Data supplied:
━━━━━━━━━━━━━━━━━━━━
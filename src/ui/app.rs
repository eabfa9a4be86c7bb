//! Application state: the current view, the logged-in client and navigation.
//!
//! Views turn key presses into [`Action`]s; [`App::perform`] carries them
//! out, which may involve API calls and replacing the current view.
//! Replacing the camera view drops its [`CaptureSession`], which releases
//! the camera.

use std::sync::Arc;

use crossterm::event::{KeyCode, KeyEvent, KeyModifiers};
use ratatui::Frame;
use ratatui::layout::{Constraint, Layout};

use super::topbar::{render_hints, render_top_bar};
use super::views::{CameraView, EventDetailsView, EventListView, ExperienceView, LoginView};
use crate::api::{ApiError, BoothClient};
use crate::booth::{BoothError, CaptureSession, Experience};
use crate::camera::SourceMode;
use crate::config::Config;
use crate::media::MediaStore;
use crate::preview::AsciiPreview;
use crate::route::Route;

pub const SESSION_EXPIRED: &str = "Session expired, please log in again";

/// Something a view asks the app to do.
#[derive(Debug, Clone, PartialEq, Eq)]
pub enum Action {
    Quit,
    Login { email: String, password: String },
    Logout,
    /// Fetch the event page the event list currently points at.
    LoadEvents,
    Navigate(Route),
    VerifyPin { event_id: i64, pin: String },
    OpenCamera {
        event_id: i64,
        mode: Experience,
        template_id: Option<i64>,
    },
    /// Upload the newest capture of the camera view.
    Upload,
}

/// The screen currently shown.
pub enum View {
    Login(LoginView),
    Events(EventListView),
    EventDetails(EventDetailsView),
    Experience(ExperienceView),
    Camera(Box<CameraView>),
}

impl View {
    pub fn route(&self) -> Route {
        match self {
            View::Login(_) => Route::Login,
            View::Events(_) => Route::Events,
            View::EventDetails(v) => Route::EventDetails(v.event_id),
            View::Experience(v) => Route::Experience(v.event_id),
            View::Camera(v) => v.route(),
        }
    }

    fn hints(&self) -> &'static str {
        match self {
            View::Login(_) => " Tab: next field  Enter: sign in  Esc: quit",
            View::Events(_) => {
                " ←/→: tab  ↑/↓: select  Enter: open  /: search  PgUp/PgDn: page  r: refresh  l: logout  q: quit"
            }
            View::EventDetails(_) => " Enter: start  r: reload  Esc: back  q: quit",
            View::Experience(_) => " Arrows: choose  t: template  Enter: open camera  Esc: back",
            View::Camera(_) => " Space: capture  u: upload  Esc: back",
        }
    }
}

pub struct App {
    client: Arc<BoothClient>,
    config: Config,
    source_mode: SourceMode,
    view: View,
    /// Where to go once logged in.
    pending_route: Option<Route>,
    should_quit: bool,
}

impl App {
    /// Start at the login screen; `initial_route` is opened after login.
    pub fn new(client: Arc<BoothClient>, config: Config, source_mode: SourceMode, initial_route: Option<Route>) -> Self {
        Self {
            client,
            config,
            source_mode,
            view: View::Login(LoginView::new()),
            pending_route: initial_route.filter(|r| r.requires_login()),
            should_quit: false,
        }
    }

    pub fn view(&self) -> &View {
        &self.view
    }

    pub fn route(&self) -> Route {
        self.view.route()
    }

    pub fn should_quit(&self) -> bool {
        self.should_quit
    }

    pub fn pending_route(&self) -> Option<Route> {
        self.pending_route
    }

    /// Periodic work: recording timers and auto-stop.
    pub fn tick(&mut self) {
        if let View::Camera(camera) = &mut self.view {
            camera.tick();
        }
    }

    pub fn handle_key(&mut self, key: KeyEvent) -> Option<Action> {
        if key.modifiers.contains(KeyModifiers::CONTROL) && key.code == KeyCode::Char('c') {
            return Some(Action::Quit);
        }
        match &mut self.view {
            View::Login(v) => v.handle_key(key),
            View::Events(v) => v.handle_key(key),
            View::EventDetails(v) => v.handle_key(key),
            View::Experience(v) => v.handle_key(key),
            View::Camera(v) => v.handle_key(key),
        }
    }

    /// Carry out `action` and whatever it leads to.
    pub async fn perform(&mut self, action: Action) {
        let mut next = Some(action);
        while let Some(action) = next.take() {
            log::debug!("Action: {:?}", action);
            next = self.apply(action).await;
        }
    }

    async fn apply(&mut self, action: Action) -> Option<Action> {
        match action {
            Action::Quit => {
                self.set_view(View::Login(LoginView::new()));
                self.should_quit = true;
                None
            }
            Action::Login { email, password } => self.login(&email, &password).await,
            Action::Logout => {
                self.client.logout();
                self.pending_route = None;
                self.set_view(View::Login(LoginView::new()));
                None
            }
            Action::LoadEvents => self.load_events().await,
            Action::Navigate(route) => self.navigate(route).await,
            Action::VerifyPin { event_id, pin } => self.verify_pin(event_id, &pin).await,
            Action::OpenCamera {
                event_id,
                mode,
                template_id,
            } => self.open_camera(event_id, mode, template_id),
            Action::Upload => self.upload().await,
        }
    }

    fn release_camera(&mut self) {
        if let View::Camera(camera) = &mut self.view {
            camera.session.release();
        }
    }

    /// Replace the current view, releasing the camera of a camera view first.
    fn set_view(&mut self, view: View) {
        self.release_camera();
        self.view = view;
    }

    /// Drop the tokens and return to login; `route` is reopened after the next login.
    fn expire_session(&mut self, route: Route) -> Option<Action> {
        log::warn!("Session expired on {}", route);
        self.client.logout();
        self.pending_route = Some(route).filter(|r| r.requires_login());
        self.set_view(View::Login(LoginView::with_error(SESSION_EXPIRED)));
        None
    }

    async fn login(&mut self, email: &str, password: &str) -> Option<Action> {
        match self.client.login(email, password).await {
            Ok(user) => {
                log::info!("Logged in as {}", user.display_name());
                Some(Action::Navigate(self.pending_route.take().unwrap_or(Route::Events)))
            }
            Err(e) => {
                let message = match e {
                    ApiError::InvalidCredentials => e.to_string(),
                    other => format!("Login failed: {}", other),
                };
                log::warn!("{}", message);
                if let View::Login(view) = &mut self.view {
                    view.busy = false;
                    view.error = Some(message);
                }
                None
            }
        }
    }

    async fn navigate(&mut self, route: Route) -> Option<Action> {
        if route.requires_login() && !self.client.is_authenticated() {
            self.pending_route = Some(route);
            self.set_view(View::Login(LoginView::new()));
            return None;
        }
        log::info!("Navigating to {}", route);

        match route {
            Route::Login => {
                self.set_view(View::Login(LoginView::new()));
                None
            }
            Route::Events => {
                self.set_view(View::Events(EventListView::new(self.config.booth.page_size)));
                Some(Action::LoadEvents)
            }
            Route::EventDetails(event_id) => {
                self.release_camera();
                let mut view = EventDetailsView::new(event_id, self.config.booth.require_pin);
                match self.client.get_event(event_id).await {
                    Ok(event) => view.apply_event(event),
                    Err(e) if e.is_unauthorized() => return self.expire_session(route),
                    Err(e) => {
                        log::error!("Failed to load event {}: {}", event_id, e);
                        view.apply_error();
                    }
                }
                self.view = View::EventDetails(view);
                None
            }
            Route::Experience(event_id) => {
                self.release_camera();
                let name = match self.client.get_event(event_id).await {
                    Ok(event) => event.name,
                    Err(e) if e.is_unauthorized() => return self.expire_session(route),
                    Err(e) => {
                        log::warn!("Failed to load event {}: {}", event_id, e);
                        format!("event {}", event_id)
                    }
                };
                let templates = self.client.get_templates(Some(event_id)).await.unwrap_or_else(|e| {
                    log::warn!("Failed to load templates: {}", e);
                    Vec::new()
                });
                self.view = View::Experience(ExperienceView::new(event_id, name, templates));
                None
            }
            Route::Camera { event_id, mode } => self.open_camera(event_id, mode, None),
        }
    }

    async fn load_events(&mut self) -> Option<Action> {
        let View::Events(view) = &mut self.view else {
            return None;
        };
        view.loading = true;
        let (page, page_size, tab) = (view.page, view.page_size, view.tab);
        let search = view.search_term().map(str::to_string);

        let result = self
            .client
            .get_events_paginated(page, page_size, Some(tab), search.as_deref())
            .await;

        // The view may have been replaced while waiting.
        let View::Events(view) = &mut self.view else {
            return None;
        };
        match result {
            Ok(events) => {
                log::debug!("Loaded {} of {} events", events.data.len(), events.count);
                view.apply_page(events)
            }
            Err(e) if e.is_unauthorized() => self.expire_session(Route::Events),
            Err(e) => {
                log::error!("Failed to load events: {}", e);
                view.apply_error(format!("Failed to load events: {}", e));
                None
            }
        }
    }

    async fn verify_pin(&mut self, event_id: i64, pin: &str) -> Option<Action> {
        let result = self.client.verify_event_pin(event_id, pin).await;
        let View::EventDetails(view) = &mut self.view else {
            return None;
        };
        match result {
            Ok(true) => {
                view.pin_entry = None;
                Some(Action::Navigate(Route::Experience(event_id)))
            }
            Ok(false) => {
                view.pin_rejected();
                None
            }
            Err(e) if e.is_unauthorized() => self.expire_session(Route::EventDetails(event_id)),
            Err(e) => {
                log::error!("PIN check failed: {}", e);
                view.pin_entry = None;
                view.status = Some(format!("PIN check failed: {}", e));
                None
            }
        }
    }

    fn open_camera(&mut self, event_id: i64, mode: Experience, template_id: Option<i64>) -> Option<Action> {
        // Close any previous camera before opening a new one.
        self.release_camera();

        let store = match MediaStore::new(self.config.media_dir()) {
            Ok(store) => store,
            Err(e) => {
                log::error!("Media directory {} unusable: {}", self.config.media_dir().display(), e);
                return Some(Action::Navigate(Route::Experience(event_id)));
            }
        };

        let preview = Arc::new(AsciiPreview::new(self.config.charset(), self.config.preview.invert));
        let mut session = CaptureSession::new(event_id, mode, store).with_template(template_id);
        // A failed start is shown in the session status line.
        let _ = session.start_camera(self.config.camera_settings(), self.source_mode, preview.clone());
        self.view = View::Camera(Box::new(CameraView::new(session, preview)));
        None
    }

    async fn upload(&mut self) -> Option<Action> {
        let View::Camera(camera) = &mut self.view else {
            return None;
        };
        let route = camera.route();
        match camera.session.upload_latest(&self.client).await {
            Err(BoothError::Api(e)) if e.is_unauthorized() => self.expire_session(route),
            _ => None,
        }
    }

    pub fn render(&self, frame: &mut Frame) {
        let [top, body, bottom] = Layout::vertical([
            Constraint::Length(1),
            Constraint::Min(3),
            Constraint::Length(1),
        ])
        .areas(frame.area());

        let user = self.client.user();
        let greeting = user.as_ref().filter(|_| self.client.is_authenticated());
        render_top_bar(frame, greeting, top);

        match &self.view {
            View::Login(v) => v.render(frame, body),
            View::Events(v) => v.render(frame, body),
            View::EventDetails(v) => v.render(frame, body),
            View::Experience(v) => v.render(frame, body),
            View::Camera(v) => v.render(frame, body),
        }

        render_hints(frame, self.view.hints(), bottom);
    }
}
━━━━━━━━━━━━━━━━━━━━
Your output must be the lines of the material above, from the first through the line that contains "the current view.", copied exactly. Include both endpoints and nothing else.

Task answer:
filename src/ui/app.rs
repository eabfa9a4be86c7bb
//! Application state: the current view, the logged-in client and navigation.
//!
//! Views turn key presses into [`Action`]s; [`App::perform`] carries them
//! out, which may involve API calls and replacing the current view.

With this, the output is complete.